Abah Ucup pun membuka sarungnya dan ia lilitkan di pundaknya hingga seperti tali. Tak berapa lama. Abah Ucup pun menggendong Waroh. Ia naikan sang anak ke atas motor. Sehingga mereka menuju ke puskesmas dengan mengendarai motor posisi Waroh diapit oleh Abah Ucup dan Bu Salamah. Beruntung suasana masih gelap. Sehingga tak ada yang melihat kepergian mereka. Abah Ucup cukup cepat mengemudikan sepeda motornya.

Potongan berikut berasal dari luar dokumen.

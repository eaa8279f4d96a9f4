//! Egress proxy rotation list.

use std::sync::Arc;

use reqwest::Url;

/// Ordered, validated list of egress proxies. Cheap to clone.
///
/// Attempt `k` of a page fetch goes through `proxies[k % len]`; an empty list
/// means direct connections.
#[derive(Clone, Default)]
pub struct ProxyList {
    urls: Arc<[Url]>,
}

impl ProxyList {
    /// Builds a list from raw strings, keeping entries that parse as URLs with
    /// an `http` or `https` scheme. Blank entries are skipped; other invalid
    /// entries are dropped and, when `debug` is set, logged.
    pub fn parse<I, S>(raw: I, debug: bool) -> Self
    where
        I: IntoIterator<Item = S>,
        S: AsRef<str>,
    {
        let urls: Vec<Url> = raw
            .into_iter()
            .filter_map(|item| {
                let value = item.as_ref().trim();
                if value.is_empty() {
                    return None;
                }
                match Url::parse(value) {
                    Ok(url) if matches!(url.scheme(), "http" | "https") => Some(url),
                    _ => {
                        if debug {
                            tracing::warn!(
                                proxy = %redact(value),
                                "invalid proxy url ignored"
                            );
                        }
                        None
                    }
                }
            })
            .collect();
        Self { urls: urls.into() }
    }

    #[must_use]
    pub fn is_empty(&self) -> bool {
        self.urls.is_empty()
    }

    #[must_use]
    pub fn len(&self) -> usize {
        self.urls.len()
    }

    /// The proxy to use for zero-based `attempt`, or `None` for a direct
    /// connection.
    #[must_use]
    pub fn for_attempt(&self, attempt: u32) -> Option<&Url> {
        if self.urls.is_empty() {
            return None;
        }
        self.urls.get(attempt as usize % self.urls.len())
    }
}

impl std::fmt::Debug for ProxyList {
    fn fmt(&self, f: &mut std::fmt::Formatter<'_>) -> std::fmt::Result {
        f.debug_list()
            .entries(self.urls.iter().map(|u| redact(u.as_str())))
            .finish()
    }
}

/// Strips userinfo so proxy credentials never reach the logs.
pub(crate) fn redact(raw: &str) -> String {
    match Url::parse(raw) {
        Ok(mut url) => {
            if !url.username().is_empty() || url.password().is_some() {
                // Both setters only fail for cannot-be-a-base URLs.
                let _ = url.set_username("***");
                let _ = url.set_password(None);
            }
            url.to_string()
        }
        Err(_) => "<unparseable>".to_owned(),
    }
}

Ia sampai ke kecamatan sebelah yang jarak tempuh 20 menit dari desa Sumber Waras.
Tiba di Puskesmas tersebut terdapat seorang perawat yang berjaga. Perawat itu cepat memberikan pertolongan. Lalu ia menelpon dokter. Tak lama seorang dokter datang dengan mengenakan pakaian biasa. Dokter itu memeriksa kondisi Waroh. Abah Ucup dan Bu Salamah menunggu di luar. Mereka menanti kabar dari dalam.
Bu Salamah masih menangis tersedu-sedu di depan ruangan puskesmas itu. Ia menyalahkan suaminya.

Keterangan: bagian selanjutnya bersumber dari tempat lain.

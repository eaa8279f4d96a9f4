use std::net::SocketAddr;

/// Storefront city used when neither the environment nor a request names one
/// (Almaty).
pub const DEFAULT_KASPI_CITY_ID: &str = "750000000";

/// Storefront delivery zone sent with offers requests by default.
pub const DEFAULT_KASPI_ZONE_ID: &str = "Magnum_ZONE1";

/// Upper bound on offers pages scanned for one product.
pub const DEFAULT_MAX_PAGES: u32 = 50;

#[derive(Debug, Clone, PartialEq, Eq)]
pub enum Environment {
    Development,
    Test,
    Production,
}

impl std::fmt::Display for Environment {
    fn fmt(&self, f: &mut std::fmt::Formatter<'_>) -> std::fmt::Result {
        match self {
            Environment::Development => write!(f, "development"),
            Environment::Test => write!(f, "test"),
            Environment::Production => write!(f, "production"),
        }
    }
}

/// Process-wide settings, read once at startup and never mutated.
#[derive(Clone)]
pub struct AppConfig {
    pub env: Environment,
    pub bind_addr: SocketAddr,
    pub log_level: String,
    /// Raw egress proxy URLs from `PROXY_URLS`. Validation happens when the
    /// resolver builds its proxy list.
    pub proxy_urls: Vec<String>,
    pub kaspi_city_id: String,
    pub kaspi_zone_ids: Vec<String>,
    pub request_timeout_secs: u64,
    pub max_pages: u32,
}

impl std::fmt::Debug for AppConfig {
    fn fmt(&self, f: &mut std::fmt::Formatter<'_>) -> std::fmt::Result {
        // Proxy URLs routinely embed credentials.
        f.debug_struct("AppConfig")
            .field("env", &self.env)
            .field("bind_addr", &self.bind_addr)
            .field("log_level", &self.log_level)
            .field(
                "proxy_urls",
                &format_args!("[{} redacted]", self.proxy_urls.len()),
            )
            .field("kaspi_city_id", &self.kaspi_city_id)
            .field("kaspi_zone_ids", &self.kaspi_zone_ids)
            .field("request_timeout_secs", &self.request_timeout_secs)
            .field("max_pages", &self.max_pages)
            .finish()
    }
}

"Ini semua gara-gara Abah. Kalau sampai Waroh kenapa-kenapa. Lah wes ngerti itu Rohim mau melamar Waroh kok malah disuruh ngelamar Laila."

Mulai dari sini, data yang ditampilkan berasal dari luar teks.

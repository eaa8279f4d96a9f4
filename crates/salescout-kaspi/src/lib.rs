//! Kaspi.kz offers resolver: finds a shop among a product's competing
//! offers and reports its rank and price gap to the cheapest seller.

pub mod client;
pub mod error;
pub mod normalize;
pub mod product_url;
pub mod proxy;
pub mod resolver;
pub mod types;

mod retry;

pub use client::KaspiClient;
pub use error::KaspiError;
pub use normalize::{normalize_shop_name, same_shop};
pub use product_url::parse_product_url;
pub use proxy::ProxyList;
pub use resolver::{resolve, FetchOptions, OffersSource, ResolveOptions};
pub use types::{Offer, OfferPage, Price, ProductId, ResolverReport, PAGE_LIMIT};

Abah Ucup hanya diam. Dia tidak mau ribut di tempat umum. Kepalanya sakit. Namun ia tetap pada pendiriannya. Namun karena istrinya terus menyalahkan dirinya dan suaranya makin keras. Abah Ucup pun jengah. Abah Ucup pun menyatakan pendapatnya.
"Kamu itu perempuan ngerti apa! Dari dulu ga becus ngurus Waroh. Itu Waroh itu ya hasil didikan mu toh! Apa-apa mau nya dituruti. Maunya harus pokoknya harus. Itu yang bikin kita malah malu kalau ia menikah dengan Rohim. Kamu mau anak kita jadi buah bibir orang kalau menikah dengan Rohim tapi dia malah kurang ajar sama suaminya?"
"Loh justru beruntung toh Bah. Siapa tahu Rohim itu bisa membimbing Waroh biar jadi lebih baik."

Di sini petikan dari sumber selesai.